- Exercise objective: Transcribe everything in the records, dropping and changing nothing.

- Provided data:
= Beginning of Section =

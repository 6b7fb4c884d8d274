pub mod bm25;
pub mod fusion;
pub mod pipeline;
pub mod query_expansion;

pub use fusion::{deduplicate_results, hybrid_merge, merge_vector_results};
pub use pipeline::{search, SearchOptions, SearchResponse};

/// A single candidate row as it flows through the retrieval pipeline:
/// vector search, BM25, fusion, dedup, and reranking all read and write
/// this shape.
#[derive(Debug, Clone, serde::Serialize)]
pub struct ResultRow {
    pub file_path: String,
    pub chunk_index: u32,
    pub total_chunks: u32,
    pub text: String,
    /// Ascending distance from the query vector; `2.0` is the sentinel for
    /// "unknown" (BM25-only fusion entries with no vector-search distance).
    pub distance: f32,
    pub rrf_score: f32,
    pub rerank_score: Option<f32>,
}

impl ResultRow {
    pub fn key(&self) -> (String, u32) {
        (self.file_path.clone(), self.chunk_index)
    }
}

impl From<crate::storage::ChunkRow> for ResultRow {
    fn from(row: crate::storage::ChunkRow) -> Self {
        Self {
            file_path: row.file_path,
            chunk_index: row.chunk_index,
            total_chunks: row.total_chunks,
            text: row.text,
            distance: row.distance.unwrap_or(2.0),
            rrf_score: 0.0,
            rerank_score: None,
        }
    }
}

= End of Section =

- Answer box:
repository 6b7fb4c884d8d274
pub mod bm25;
pub mod fusion;
pub mod pipeline;
pub mod query_expansion;

pub use fusion::{deduplicate_results, hybrid_merge, merge_vector_results};
pub use pipeline::{search, SearchOptions, SearchResponse};

/// A single candidate row as it flows through the retrieval pipeline:
/// vector search, BM25, fusion, dedup, and reranking all read and write
/// this shape.
#[derive(Debug, Clone, serde::Serialize)]
pub struct ResultRow {
    pub file_path: String,
    pub chunk_index: u32,
    pub total_chunks: u32,
    pub text: String,
    /// Ascending distance from the query vector; `2.0` is the sentinel for
    /// "unknown" (BM25-only fusion entries with no vector-search distance).
    pub distance: f32,
    pub rrf_score: f32,
    pub rerank_score: Option<f32>,
}

impl ResultRow {
    pub fn key(&self) -> (String, u32) {
        (self.file_path.clone(), self.chunk_index)
    }
}

impl From<crate::storage::ChunkRow> for ResultRow {
    fn from(row: crate::storage::ChunkRow) -> Self {
        Self {
            file_path: row.file_path,
            chunk_index: row.chunk_index,
            total_chunks: row.total_chunks,
            text: row.text,
            distance: row.distance.unwrap_or(2.0),
            rrf_score: 0.0,
            rerank_score: None,
        }
    }
}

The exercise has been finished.